### Task brief
Among the entries, find the lines with the string "Uuid" and copy them.

### Information supplied
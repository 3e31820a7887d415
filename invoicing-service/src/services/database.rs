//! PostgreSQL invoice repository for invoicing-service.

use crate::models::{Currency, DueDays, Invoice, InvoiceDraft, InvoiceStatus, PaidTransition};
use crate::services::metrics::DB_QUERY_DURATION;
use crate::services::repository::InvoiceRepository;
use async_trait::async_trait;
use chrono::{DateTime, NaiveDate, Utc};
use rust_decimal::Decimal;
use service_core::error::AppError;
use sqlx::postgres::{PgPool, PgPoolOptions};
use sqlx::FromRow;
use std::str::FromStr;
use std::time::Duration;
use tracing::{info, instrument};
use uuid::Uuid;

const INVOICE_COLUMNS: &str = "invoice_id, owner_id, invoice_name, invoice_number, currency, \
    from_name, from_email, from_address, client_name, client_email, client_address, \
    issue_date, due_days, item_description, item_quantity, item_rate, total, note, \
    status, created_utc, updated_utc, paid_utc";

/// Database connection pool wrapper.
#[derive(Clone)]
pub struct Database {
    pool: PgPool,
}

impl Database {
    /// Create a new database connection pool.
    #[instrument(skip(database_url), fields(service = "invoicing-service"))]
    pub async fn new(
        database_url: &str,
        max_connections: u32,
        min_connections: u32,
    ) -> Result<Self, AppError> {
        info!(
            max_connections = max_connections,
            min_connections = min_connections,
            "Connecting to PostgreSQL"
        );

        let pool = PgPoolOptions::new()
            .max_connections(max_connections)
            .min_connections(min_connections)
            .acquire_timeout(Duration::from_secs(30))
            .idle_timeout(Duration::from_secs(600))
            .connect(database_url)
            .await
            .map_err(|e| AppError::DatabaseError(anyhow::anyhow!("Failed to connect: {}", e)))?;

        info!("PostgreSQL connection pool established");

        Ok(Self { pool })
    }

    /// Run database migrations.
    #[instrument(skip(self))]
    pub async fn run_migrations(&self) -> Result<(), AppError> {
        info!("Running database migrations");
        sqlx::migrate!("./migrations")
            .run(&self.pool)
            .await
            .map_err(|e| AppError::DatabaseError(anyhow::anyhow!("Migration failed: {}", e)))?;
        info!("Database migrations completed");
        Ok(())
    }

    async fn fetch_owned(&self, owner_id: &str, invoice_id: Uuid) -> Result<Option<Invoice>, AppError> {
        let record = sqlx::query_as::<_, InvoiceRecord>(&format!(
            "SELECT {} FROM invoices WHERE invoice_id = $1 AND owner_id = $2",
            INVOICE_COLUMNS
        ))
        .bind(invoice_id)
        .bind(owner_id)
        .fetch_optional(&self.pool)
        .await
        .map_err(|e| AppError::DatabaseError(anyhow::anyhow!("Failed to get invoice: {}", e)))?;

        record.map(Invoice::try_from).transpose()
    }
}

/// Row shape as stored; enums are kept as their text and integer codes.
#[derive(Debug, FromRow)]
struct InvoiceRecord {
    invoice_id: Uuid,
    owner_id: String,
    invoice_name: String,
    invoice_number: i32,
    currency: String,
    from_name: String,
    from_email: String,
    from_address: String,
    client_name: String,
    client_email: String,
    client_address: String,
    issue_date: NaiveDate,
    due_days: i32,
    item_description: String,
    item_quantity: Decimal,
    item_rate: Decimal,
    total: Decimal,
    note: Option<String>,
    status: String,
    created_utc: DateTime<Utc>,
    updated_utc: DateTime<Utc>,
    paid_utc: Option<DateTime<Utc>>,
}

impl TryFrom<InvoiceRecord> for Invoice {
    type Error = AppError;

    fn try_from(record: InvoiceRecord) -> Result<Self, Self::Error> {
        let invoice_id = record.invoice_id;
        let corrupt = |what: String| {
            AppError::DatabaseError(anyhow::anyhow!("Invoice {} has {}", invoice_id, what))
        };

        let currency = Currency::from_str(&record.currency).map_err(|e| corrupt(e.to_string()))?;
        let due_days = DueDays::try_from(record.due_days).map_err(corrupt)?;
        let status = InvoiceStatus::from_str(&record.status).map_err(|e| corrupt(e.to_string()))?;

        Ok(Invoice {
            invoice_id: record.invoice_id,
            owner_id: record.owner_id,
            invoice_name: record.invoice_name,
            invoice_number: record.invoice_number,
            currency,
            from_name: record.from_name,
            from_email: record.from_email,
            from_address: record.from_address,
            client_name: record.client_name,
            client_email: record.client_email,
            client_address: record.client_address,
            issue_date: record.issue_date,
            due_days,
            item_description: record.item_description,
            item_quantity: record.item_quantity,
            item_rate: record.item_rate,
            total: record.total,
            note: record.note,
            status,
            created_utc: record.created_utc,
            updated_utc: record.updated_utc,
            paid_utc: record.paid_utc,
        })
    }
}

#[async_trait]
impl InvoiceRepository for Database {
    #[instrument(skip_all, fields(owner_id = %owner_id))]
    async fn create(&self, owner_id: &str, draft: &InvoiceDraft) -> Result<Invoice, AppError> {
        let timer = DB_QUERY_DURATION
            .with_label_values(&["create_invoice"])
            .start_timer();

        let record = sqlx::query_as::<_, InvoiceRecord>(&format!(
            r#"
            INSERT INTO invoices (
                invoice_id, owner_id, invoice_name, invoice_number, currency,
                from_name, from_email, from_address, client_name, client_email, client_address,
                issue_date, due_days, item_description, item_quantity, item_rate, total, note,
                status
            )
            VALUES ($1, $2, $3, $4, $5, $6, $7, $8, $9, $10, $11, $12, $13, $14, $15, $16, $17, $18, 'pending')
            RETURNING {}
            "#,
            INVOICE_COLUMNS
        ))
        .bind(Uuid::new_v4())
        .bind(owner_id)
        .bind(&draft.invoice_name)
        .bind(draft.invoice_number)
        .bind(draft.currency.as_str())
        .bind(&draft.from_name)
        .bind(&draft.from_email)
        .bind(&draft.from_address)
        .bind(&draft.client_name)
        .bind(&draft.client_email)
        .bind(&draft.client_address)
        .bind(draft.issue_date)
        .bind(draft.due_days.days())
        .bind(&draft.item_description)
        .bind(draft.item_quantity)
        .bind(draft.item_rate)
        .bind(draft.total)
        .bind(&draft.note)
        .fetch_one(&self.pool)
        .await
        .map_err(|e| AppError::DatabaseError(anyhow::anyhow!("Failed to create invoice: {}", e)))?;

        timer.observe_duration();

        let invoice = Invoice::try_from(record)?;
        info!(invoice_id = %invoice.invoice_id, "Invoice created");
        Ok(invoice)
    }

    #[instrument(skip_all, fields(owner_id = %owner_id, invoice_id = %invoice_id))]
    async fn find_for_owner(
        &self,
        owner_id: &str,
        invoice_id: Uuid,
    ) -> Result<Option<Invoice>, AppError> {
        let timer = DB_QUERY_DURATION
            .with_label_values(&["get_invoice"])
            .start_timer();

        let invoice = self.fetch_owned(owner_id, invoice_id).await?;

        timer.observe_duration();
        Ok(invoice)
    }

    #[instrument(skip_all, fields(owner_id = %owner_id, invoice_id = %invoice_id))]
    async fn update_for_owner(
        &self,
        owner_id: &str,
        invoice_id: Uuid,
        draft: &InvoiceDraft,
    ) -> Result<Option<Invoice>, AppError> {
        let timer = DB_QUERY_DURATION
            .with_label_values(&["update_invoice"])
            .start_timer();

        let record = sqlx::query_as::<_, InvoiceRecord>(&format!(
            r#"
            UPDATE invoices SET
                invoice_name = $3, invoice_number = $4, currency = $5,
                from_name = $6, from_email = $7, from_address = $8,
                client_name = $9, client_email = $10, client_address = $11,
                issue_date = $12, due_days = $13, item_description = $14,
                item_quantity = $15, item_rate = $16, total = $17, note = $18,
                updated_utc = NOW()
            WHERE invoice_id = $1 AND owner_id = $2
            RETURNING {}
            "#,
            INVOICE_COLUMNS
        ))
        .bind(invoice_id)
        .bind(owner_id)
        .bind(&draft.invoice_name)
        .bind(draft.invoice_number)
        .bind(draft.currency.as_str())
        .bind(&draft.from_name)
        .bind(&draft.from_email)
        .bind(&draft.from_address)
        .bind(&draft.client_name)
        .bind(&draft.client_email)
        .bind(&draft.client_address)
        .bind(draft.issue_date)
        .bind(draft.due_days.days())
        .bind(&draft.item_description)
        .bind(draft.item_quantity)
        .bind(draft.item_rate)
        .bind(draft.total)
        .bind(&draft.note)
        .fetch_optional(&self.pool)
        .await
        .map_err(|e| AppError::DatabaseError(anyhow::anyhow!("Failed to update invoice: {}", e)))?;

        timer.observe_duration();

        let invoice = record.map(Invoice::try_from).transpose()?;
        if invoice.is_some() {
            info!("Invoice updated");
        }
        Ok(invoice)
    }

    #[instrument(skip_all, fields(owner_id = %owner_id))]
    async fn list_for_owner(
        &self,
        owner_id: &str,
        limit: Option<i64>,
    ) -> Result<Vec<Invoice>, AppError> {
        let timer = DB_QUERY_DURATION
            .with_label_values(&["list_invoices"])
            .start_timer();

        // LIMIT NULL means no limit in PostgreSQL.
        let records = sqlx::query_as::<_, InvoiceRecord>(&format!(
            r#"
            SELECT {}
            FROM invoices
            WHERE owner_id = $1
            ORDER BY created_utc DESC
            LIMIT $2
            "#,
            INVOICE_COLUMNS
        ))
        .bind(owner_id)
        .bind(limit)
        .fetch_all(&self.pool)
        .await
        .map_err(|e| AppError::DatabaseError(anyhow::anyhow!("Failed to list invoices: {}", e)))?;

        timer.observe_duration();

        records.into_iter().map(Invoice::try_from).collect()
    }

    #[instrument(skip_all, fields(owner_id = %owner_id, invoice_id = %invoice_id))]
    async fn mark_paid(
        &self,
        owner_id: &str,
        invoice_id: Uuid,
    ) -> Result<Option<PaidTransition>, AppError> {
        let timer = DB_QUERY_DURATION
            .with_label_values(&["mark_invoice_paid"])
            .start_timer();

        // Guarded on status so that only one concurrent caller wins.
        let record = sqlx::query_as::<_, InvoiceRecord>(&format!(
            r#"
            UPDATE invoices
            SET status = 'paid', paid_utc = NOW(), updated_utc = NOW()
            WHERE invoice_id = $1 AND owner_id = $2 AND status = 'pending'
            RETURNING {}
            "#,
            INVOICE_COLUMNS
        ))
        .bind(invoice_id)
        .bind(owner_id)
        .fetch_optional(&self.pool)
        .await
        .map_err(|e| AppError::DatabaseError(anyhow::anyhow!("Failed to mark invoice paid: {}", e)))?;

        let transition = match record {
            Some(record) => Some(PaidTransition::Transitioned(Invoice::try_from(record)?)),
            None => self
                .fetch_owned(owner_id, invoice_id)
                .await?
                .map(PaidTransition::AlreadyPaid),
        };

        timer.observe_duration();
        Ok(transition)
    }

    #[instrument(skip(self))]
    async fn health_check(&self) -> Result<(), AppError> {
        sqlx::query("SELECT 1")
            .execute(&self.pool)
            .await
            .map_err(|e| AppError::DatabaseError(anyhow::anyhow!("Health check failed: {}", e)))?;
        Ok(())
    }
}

* * *

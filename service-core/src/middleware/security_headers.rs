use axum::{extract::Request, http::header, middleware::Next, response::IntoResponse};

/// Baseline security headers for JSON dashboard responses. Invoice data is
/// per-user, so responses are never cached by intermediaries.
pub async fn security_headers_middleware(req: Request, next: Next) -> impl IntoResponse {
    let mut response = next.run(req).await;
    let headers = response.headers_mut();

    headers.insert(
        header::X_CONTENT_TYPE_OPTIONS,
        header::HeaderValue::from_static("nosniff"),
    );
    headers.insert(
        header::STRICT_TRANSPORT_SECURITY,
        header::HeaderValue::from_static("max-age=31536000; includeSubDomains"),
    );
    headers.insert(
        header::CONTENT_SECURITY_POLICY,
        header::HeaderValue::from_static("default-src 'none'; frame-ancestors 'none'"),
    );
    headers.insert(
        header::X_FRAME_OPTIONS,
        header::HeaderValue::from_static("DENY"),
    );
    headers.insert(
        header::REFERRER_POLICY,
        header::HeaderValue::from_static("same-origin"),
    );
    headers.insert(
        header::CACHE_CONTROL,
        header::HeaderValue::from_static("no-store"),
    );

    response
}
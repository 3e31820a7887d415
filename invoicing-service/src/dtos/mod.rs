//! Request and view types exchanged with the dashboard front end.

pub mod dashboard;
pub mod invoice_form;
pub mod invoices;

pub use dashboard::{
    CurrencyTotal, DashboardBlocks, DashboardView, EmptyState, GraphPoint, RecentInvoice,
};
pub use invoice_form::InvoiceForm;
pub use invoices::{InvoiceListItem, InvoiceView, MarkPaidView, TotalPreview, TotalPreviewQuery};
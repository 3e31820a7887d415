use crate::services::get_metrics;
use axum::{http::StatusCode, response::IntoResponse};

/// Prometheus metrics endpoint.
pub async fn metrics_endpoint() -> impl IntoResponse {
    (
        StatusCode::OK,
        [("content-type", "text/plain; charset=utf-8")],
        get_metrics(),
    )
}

### Task response
use uuid::Uuid;
    async fn fetch_owned(&self, owner_id: &str, invoice_id: Uuid) -> Result<Option<Invoice>, AppError> {
    invoice_id: Uuid,
        .bind(Uuid::new_v4())
        invoice_id: Uuid,
        invoice_id: Uuid,
        invoice_id: Uuid,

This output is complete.